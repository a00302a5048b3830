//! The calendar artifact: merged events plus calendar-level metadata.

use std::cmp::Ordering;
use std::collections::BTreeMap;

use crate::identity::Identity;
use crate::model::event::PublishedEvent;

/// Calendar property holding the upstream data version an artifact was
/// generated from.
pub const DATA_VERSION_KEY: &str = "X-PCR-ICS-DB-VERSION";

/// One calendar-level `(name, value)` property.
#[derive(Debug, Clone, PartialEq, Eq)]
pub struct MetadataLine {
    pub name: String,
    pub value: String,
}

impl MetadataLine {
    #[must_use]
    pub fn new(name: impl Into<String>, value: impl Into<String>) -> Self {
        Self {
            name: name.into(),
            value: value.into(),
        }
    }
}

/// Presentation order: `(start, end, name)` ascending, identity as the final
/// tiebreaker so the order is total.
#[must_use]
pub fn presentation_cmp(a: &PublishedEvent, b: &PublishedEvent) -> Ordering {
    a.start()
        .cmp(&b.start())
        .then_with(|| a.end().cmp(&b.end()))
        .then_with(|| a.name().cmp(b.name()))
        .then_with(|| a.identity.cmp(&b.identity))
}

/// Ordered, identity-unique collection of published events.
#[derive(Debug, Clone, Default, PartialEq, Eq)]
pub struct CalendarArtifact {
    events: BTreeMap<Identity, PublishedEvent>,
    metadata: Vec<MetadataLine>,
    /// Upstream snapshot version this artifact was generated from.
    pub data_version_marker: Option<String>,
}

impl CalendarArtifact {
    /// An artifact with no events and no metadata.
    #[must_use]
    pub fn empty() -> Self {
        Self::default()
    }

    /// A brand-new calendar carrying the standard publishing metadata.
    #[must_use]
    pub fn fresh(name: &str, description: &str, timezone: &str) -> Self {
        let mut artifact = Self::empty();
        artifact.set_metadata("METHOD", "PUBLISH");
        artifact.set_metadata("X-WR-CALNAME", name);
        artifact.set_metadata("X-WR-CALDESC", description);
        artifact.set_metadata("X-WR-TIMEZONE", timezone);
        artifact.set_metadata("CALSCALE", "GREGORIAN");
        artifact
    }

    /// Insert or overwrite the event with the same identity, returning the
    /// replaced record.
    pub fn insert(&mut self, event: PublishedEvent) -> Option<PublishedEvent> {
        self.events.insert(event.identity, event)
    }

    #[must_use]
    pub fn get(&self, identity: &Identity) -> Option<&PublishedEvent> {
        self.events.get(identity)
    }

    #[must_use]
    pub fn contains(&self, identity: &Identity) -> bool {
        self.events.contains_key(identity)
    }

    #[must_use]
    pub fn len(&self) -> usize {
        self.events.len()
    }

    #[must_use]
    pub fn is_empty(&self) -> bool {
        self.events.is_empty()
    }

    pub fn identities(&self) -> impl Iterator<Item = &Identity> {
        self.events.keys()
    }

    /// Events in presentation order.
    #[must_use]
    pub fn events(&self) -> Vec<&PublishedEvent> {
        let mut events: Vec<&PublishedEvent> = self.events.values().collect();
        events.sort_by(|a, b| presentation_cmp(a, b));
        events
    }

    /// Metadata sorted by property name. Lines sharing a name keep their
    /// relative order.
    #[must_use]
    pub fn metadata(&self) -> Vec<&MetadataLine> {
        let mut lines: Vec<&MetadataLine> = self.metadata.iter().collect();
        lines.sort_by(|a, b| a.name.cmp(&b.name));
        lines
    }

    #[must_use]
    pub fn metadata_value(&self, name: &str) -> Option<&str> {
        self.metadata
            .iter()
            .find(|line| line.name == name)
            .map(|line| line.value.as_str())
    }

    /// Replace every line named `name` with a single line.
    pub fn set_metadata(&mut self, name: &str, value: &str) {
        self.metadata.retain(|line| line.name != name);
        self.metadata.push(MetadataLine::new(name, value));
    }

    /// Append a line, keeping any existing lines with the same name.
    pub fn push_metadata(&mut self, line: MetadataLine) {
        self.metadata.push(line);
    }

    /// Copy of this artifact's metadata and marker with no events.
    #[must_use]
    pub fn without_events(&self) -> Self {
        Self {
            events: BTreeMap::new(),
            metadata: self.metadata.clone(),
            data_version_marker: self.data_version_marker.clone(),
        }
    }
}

--

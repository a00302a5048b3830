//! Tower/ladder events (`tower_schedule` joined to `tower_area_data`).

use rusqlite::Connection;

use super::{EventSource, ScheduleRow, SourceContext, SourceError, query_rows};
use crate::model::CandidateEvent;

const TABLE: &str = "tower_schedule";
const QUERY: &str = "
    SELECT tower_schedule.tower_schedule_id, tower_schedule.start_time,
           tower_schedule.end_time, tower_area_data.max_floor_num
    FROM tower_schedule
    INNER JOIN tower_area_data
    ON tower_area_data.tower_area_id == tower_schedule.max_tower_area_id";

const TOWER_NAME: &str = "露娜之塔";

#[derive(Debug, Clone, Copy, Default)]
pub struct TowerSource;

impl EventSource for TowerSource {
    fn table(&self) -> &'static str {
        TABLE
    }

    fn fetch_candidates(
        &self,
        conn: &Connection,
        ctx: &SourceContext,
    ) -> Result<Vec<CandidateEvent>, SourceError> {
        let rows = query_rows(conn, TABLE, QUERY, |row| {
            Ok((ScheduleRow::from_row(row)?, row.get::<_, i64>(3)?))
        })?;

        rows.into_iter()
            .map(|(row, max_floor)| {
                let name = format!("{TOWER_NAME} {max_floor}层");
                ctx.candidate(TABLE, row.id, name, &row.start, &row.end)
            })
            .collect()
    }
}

**Brief**
Where a line in the data contains the string "CandidateEvent", add it to your count, and give only the final number.

**Reply to the exercise**
2